__ABOUT THIS TASK__:
Please check every line of the listing for "match" and copy each line where it is found.

__DATA IN THIS EXERCISE__:
//! Unnesting of JSON objects-of-objects into flat frames.
//!
//! Report payloads nest records two ways: `{id: {field: value}}` for one row per key, and a
//! per-row cell holding `{instance: {field: value}}` for repeated instruments. The second form is
//! exploded into long `(parent row, instance, field, value)` entries and then widened back out
//! over the union of field names.

use crate::frame_utils::{cell, frame_from_records, text_column, Record};
use crate::{errors::DatastoreError, Result};
use polars::prelude::*;
use serde_json::{Map, Value};
use std::collections::HashMap;

/// One field value of one instance, in long form.
#[derive(Debug, Clone, PartialEq)]
pub struct LongEntry {
    pub parent: usize,
    pub instance: String,
    pub field: String,
    pub value: Value,
}

pub struct Unnester;

impl Unnester {
    /// One row per outer key: `index_name` holds the key, followed by the union of inner fields.
    /// Nested values are kept as JSON text.
    pub fn object_of_objects(map: &Map<String, Value>, index_name: &str) -> Result<DataFrame> {
        let mut records = Vec::with_capacity(map.len());
        for (key, value) in map {
            let inner = value.as_object().ok_or_else(|| {
                DatastoreError::ParseError(format!("Expected an object for key {}", key))
            })?;
            let mut record = Record::new();
            record.insert(index_name.to_string(), Value::String(key.clone()));
            for (field, v) in inner {
                record.insert(field.clone(), v.clone());
            }
            records.push(record);
        }
        frame_from_records(&records)
    }

    /// Explode a text column of `{instance: {field: value}}` JSON into long entries.
    /// Null cells contribute nothing.
    pub fn explode_long(column: &Column) -> Result<Vec<LongEntry>> {
        let name = column.name().as_str();
        let mut entries = Vec::new();
        for (parent, text) in column.str()?.iter().enumerate() {
            let Some(text) = text else { continue };
            let instances: Value = serde_json::from_str(text).map_err(|_| {
                DatastoreError::ParseError(format!(
                    "Expected an object of instances in {} at row {}",
                    name, parent
                ))
            })?;
            let instances = instances.as_object().ok_or_else(|| {
                DatastoreError::ParseError(format!(
                    "Expected an object of instances in {} at row {}",
                    name, parent
                ))
            })?;
            for (instance, fields) in instances {
                let fields = fields.as_object().ok_or_else(|| {
                    DatastoreError::ParseError(format!(
                        "Expected an object of fields for instance {} in {}",
                        instance, name
                    ))
                })?;
                for (field, value) in fields {
                    entries.push(LongEntry {
                        parent,
                        instance: instance.clone(),
                        field: field.clone(),
                        value: value.clone(),
                    });
                }
            }
        }
        Ok(entries)
    }

    /// Widen long entries to one row per (parent, instance).
    ///
    /// Leading columns are `id_cols` copied from `parents` (null when absent) and
    /// `instance_col`; field columns follow in first-seen order, missing values null.
    pub fn widen(
        entries: &[LongEntry],
        parents: &DataFrame,
        id_cols: &[&str],
        instance_col: &str,
    ) -> Result<DataFrame> {
        let mut records: Vec<Record> = Vec::new();
        let mut row_of: HashMap<(usize, &str), usize> = HashMap::new();

        for entry in entries {
            let key = (entry.parent, entry.instance.as_str());
            let row = match row_of.get(&key) {
                Some(&row) => row,
                None => {
                    let mut record = Record::new();
                    for id_col in id_cols {
                        record.insert(id_col.to_string(), cell(parents, entry.parent, id_col));
                    }
                    record.insert(instance_col.to_string(), Value::String(entry.instance.clone()));
                    records.push(record);
                    row_of.insert(key, records.len() - 1);
                    records.len() - 1
                }
            };

            // a field sharing a name with an identifying column loses to it
            if id_cols.contains(&entry.field.as_str()) || entry.field == instance_col {
                continue;
            }
            records[row].insert(entry.field.clone(), entry.value.clone());
        }

        if records.is_empty() {
            let columns = id_cols
                .iter()
                .chain(std::iter::once(&instance_col))
                .map(|name| text_column(name, Vec::new()))
                .collect();
            return Ok(DataFrame::new(columns)?);
        }
        frame_from_records(&records)
    }

    /// Flatten nested objects into dotted keys (`{"a": {"b": 1}}` becomes `{"a.b": 1}`).
    pub fn flatten_object(map: &Map<String, Value>) -> Record {
        let mut out = Record::new();
        Self::flatten_into("", map, &mut out);
        out
    }

    fn flatten_into(prefix: &str, map: &Map<String, Value>, out: &mut Record) {
        for (key, value) in map {
            let name = if prefix.is_empty() {
                key.clone()
            } else {
                format!("{}.{}", prefix, key)
            };
            match value {
                Value::Object(inner) => Self::flatten_into(&name, inner, out),
                other => {
                    out.insert(name, other.clone());
                }
            }
        }
    }
}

__RESPONSE__:
            let row = match row_of.get(&key) {
            match value {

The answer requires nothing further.